- Exercise materials

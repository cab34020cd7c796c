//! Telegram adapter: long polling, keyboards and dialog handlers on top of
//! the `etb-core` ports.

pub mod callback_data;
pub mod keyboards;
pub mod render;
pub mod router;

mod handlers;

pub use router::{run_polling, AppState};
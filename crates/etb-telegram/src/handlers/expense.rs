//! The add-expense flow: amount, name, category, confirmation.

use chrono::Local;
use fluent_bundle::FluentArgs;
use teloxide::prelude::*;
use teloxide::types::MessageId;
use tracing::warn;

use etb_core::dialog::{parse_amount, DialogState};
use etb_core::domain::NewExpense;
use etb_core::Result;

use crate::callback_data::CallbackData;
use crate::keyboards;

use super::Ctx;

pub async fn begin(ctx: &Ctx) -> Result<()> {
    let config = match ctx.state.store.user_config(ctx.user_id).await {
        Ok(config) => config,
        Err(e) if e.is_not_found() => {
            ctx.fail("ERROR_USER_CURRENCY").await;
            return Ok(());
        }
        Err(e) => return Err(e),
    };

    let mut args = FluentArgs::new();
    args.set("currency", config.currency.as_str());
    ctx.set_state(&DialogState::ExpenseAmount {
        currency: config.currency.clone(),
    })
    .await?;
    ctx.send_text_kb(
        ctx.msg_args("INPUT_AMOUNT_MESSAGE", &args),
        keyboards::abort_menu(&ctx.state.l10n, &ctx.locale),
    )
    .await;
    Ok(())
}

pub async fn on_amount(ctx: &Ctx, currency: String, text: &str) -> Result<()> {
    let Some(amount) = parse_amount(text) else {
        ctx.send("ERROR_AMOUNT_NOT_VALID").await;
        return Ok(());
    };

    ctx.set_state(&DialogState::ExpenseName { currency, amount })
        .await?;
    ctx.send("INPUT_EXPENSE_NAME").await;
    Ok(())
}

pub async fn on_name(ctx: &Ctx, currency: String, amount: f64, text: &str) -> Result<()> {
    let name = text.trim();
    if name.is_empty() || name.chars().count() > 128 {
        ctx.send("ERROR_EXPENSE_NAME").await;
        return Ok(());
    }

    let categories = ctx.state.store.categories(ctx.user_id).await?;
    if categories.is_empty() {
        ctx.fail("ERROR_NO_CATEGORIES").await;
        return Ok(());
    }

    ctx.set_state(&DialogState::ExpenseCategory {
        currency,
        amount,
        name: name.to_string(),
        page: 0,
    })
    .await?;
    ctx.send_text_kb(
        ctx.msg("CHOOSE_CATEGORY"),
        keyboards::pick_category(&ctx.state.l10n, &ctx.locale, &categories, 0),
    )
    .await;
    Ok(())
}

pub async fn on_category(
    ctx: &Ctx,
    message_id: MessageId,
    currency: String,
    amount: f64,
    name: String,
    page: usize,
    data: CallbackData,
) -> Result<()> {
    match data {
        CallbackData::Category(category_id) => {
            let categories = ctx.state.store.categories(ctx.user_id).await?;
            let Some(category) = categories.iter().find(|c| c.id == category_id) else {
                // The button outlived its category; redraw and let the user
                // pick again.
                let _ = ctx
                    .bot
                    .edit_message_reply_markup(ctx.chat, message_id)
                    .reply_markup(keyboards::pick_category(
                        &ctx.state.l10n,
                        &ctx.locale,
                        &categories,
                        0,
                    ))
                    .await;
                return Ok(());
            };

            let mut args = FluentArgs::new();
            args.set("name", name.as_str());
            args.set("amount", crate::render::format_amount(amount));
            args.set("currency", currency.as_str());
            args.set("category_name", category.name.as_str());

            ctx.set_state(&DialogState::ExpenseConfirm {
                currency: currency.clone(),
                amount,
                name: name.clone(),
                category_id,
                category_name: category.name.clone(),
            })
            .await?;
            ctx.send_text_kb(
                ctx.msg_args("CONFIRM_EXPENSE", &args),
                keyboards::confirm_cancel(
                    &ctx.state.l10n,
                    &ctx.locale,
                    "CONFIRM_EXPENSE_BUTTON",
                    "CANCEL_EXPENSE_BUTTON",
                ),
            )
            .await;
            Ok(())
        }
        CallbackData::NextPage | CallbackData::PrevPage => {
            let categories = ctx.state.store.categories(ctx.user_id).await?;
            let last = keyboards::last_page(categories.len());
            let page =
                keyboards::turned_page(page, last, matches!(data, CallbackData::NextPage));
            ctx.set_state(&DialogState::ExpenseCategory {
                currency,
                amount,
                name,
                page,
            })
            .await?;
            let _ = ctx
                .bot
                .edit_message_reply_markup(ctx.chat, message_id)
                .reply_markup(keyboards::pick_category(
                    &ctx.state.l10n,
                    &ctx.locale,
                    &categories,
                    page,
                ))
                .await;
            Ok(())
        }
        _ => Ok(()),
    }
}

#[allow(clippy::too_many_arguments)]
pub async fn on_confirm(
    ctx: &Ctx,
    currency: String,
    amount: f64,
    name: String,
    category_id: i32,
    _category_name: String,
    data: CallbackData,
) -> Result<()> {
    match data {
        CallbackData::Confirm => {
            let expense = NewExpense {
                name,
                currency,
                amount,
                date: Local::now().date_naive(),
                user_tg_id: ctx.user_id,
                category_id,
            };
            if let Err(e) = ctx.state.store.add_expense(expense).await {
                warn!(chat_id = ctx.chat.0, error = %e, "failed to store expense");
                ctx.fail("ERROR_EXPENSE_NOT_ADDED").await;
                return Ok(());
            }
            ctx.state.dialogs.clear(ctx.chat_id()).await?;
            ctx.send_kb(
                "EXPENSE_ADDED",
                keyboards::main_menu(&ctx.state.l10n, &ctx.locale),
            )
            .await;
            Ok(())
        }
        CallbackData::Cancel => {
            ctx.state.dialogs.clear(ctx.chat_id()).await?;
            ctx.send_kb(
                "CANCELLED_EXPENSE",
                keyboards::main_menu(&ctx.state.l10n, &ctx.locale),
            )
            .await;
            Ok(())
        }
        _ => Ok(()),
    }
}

==

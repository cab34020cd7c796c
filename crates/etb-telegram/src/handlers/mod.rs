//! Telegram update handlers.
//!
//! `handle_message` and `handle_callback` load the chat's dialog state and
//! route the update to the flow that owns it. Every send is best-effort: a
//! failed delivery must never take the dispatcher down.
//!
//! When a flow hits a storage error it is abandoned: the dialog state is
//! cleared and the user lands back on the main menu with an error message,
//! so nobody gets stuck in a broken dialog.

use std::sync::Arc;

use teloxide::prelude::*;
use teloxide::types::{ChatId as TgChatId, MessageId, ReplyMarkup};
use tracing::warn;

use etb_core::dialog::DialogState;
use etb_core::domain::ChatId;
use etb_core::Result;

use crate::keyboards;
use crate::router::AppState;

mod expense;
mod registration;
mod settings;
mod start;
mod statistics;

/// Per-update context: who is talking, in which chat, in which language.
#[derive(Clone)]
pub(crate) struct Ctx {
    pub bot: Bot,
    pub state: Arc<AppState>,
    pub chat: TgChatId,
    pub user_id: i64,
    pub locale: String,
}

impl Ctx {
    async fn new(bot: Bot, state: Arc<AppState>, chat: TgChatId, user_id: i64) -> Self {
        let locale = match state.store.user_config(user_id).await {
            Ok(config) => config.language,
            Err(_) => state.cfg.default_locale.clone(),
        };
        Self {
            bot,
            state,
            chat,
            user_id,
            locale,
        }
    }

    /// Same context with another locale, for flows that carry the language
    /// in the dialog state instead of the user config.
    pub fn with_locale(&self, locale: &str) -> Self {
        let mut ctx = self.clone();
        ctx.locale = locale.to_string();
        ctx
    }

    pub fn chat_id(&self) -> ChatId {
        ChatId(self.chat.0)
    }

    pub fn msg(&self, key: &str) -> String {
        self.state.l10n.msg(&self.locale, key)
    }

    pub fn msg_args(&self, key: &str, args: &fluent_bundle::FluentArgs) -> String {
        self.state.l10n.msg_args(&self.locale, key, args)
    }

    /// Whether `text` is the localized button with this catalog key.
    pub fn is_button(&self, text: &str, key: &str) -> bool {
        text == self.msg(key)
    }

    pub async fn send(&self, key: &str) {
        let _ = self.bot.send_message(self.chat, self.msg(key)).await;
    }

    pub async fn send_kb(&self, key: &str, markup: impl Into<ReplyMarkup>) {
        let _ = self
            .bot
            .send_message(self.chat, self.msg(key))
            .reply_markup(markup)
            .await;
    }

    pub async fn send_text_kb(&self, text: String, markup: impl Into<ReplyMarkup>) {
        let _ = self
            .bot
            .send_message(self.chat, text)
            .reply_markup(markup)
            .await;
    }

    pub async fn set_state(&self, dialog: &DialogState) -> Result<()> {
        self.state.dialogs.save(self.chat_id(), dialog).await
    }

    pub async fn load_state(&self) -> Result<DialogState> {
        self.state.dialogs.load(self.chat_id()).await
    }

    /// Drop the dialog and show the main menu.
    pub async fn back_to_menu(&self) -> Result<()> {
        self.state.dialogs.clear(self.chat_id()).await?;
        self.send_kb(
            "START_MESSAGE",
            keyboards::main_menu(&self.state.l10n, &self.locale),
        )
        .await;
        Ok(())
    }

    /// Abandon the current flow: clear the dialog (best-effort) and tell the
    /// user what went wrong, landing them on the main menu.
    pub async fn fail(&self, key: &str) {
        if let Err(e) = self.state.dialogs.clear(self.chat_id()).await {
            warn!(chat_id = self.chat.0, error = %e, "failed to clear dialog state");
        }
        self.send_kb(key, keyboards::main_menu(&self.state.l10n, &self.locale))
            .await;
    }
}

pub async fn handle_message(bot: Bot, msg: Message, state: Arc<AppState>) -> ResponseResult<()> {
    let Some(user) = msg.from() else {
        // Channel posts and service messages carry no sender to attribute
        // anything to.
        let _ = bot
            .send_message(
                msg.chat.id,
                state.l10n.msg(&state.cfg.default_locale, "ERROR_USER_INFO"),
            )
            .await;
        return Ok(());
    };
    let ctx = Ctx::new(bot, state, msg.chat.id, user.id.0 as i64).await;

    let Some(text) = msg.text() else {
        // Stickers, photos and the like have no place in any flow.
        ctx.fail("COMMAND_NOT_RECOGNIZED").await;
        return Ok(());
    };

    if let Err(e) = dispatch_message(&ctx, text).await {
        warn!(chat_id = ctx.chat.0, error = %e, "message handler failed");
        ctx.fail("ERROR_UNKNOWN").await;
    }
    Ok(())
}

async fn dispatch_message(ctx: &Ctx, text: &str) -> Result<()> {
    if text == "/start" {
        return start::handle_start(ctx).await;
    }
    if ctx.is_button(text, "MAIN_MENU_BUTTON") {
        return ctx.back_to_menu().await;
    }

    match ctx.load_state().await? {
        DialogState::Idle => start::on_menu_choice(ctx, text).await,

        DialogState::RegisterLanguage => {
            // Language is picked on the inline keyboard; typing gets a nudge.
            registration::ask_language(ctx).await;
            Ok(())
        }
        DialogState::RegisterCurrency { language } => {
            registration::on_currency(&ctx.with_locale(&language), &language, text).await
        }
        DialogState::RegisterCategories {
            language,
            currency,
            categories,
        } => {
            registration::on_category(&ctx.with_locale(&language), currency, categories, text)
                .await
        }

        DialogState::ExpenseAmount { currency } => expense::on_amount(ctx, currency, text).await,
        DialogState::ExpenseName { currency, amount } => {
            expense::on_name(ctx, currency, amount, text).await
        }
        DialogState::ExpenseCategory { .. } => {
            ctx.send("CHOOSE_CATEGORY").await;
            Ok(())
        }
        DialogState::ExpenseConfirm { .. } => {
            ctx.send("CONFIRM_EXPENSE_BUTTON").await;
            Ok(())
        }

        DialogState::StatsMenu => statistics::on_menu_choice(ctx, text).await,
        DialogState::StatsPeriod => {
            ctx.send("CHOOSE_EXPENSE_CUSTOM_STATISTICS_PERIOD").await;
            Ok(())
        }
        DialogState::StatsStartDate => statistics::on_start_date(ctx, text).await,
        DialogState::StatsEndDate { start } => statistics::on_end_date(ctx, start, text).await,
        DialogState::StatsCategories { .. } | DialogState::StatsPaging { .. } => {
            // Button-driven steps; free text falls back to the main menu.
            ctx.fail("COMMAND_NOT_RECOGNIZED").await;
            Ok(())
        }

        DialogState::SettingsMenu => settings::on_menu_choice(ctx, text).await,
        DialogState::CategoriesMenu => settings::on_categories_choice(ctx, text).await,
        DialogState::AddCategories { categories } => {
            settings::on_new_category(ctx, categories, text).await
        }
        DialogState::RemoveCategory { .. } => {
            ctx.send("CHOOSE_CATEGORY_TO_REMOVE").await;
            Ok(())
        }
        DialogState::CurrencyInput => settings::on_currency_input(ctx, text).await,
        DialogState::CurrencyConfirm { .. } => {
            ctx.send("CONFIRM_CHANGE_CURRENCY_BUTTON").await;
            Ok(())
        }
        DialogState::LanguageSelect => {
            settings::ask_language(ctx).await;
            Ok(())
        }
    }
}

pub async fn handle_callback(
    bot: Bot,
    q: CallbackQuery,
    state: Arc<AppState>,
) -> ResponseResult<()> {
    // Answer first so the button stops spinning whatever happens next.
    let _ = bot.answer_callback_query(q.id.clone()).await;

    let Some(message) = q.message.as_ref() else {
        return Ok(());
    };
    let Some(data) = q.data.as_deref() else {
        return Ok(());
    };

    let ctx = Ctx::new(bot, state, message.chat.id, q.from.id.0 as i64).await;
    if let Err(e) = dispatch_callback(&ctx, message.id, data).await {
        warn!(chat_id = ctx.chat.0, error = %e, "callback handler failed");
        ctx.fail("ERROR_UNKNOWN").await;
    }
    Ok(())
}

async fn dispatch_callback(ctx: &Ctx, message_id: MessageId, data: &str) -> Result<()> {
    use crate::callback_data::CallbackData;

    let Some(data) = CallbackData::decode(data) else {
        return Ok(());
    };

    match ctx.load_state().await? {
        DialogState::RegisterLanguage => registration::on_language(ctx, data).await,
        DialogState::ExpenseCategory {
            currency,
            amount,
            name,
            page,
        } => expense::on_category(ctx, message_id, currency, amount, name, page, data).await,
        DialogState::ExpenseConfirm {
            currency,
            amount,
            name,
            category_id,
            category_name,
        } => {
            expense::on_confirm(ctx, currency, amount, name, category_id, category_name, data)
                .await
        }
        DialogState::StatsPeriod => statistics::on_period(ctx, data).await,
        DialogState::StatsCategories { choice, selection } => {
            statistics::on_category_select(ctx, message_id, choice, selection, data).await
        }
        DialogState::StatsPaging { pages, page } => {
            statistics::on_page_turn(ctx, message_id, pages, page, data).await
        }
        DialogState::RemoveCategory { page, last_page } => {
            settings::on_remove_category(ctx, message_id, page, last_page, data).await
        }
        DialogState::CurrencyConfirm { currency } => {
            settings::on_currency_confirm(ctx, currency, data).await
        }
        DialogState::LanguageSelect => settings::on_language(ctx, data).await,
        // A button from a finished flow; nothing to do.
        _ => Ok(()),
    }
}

- Brief
Go over the records above line by line and count those holding the word "update". Reply only with the number.

- Written response
3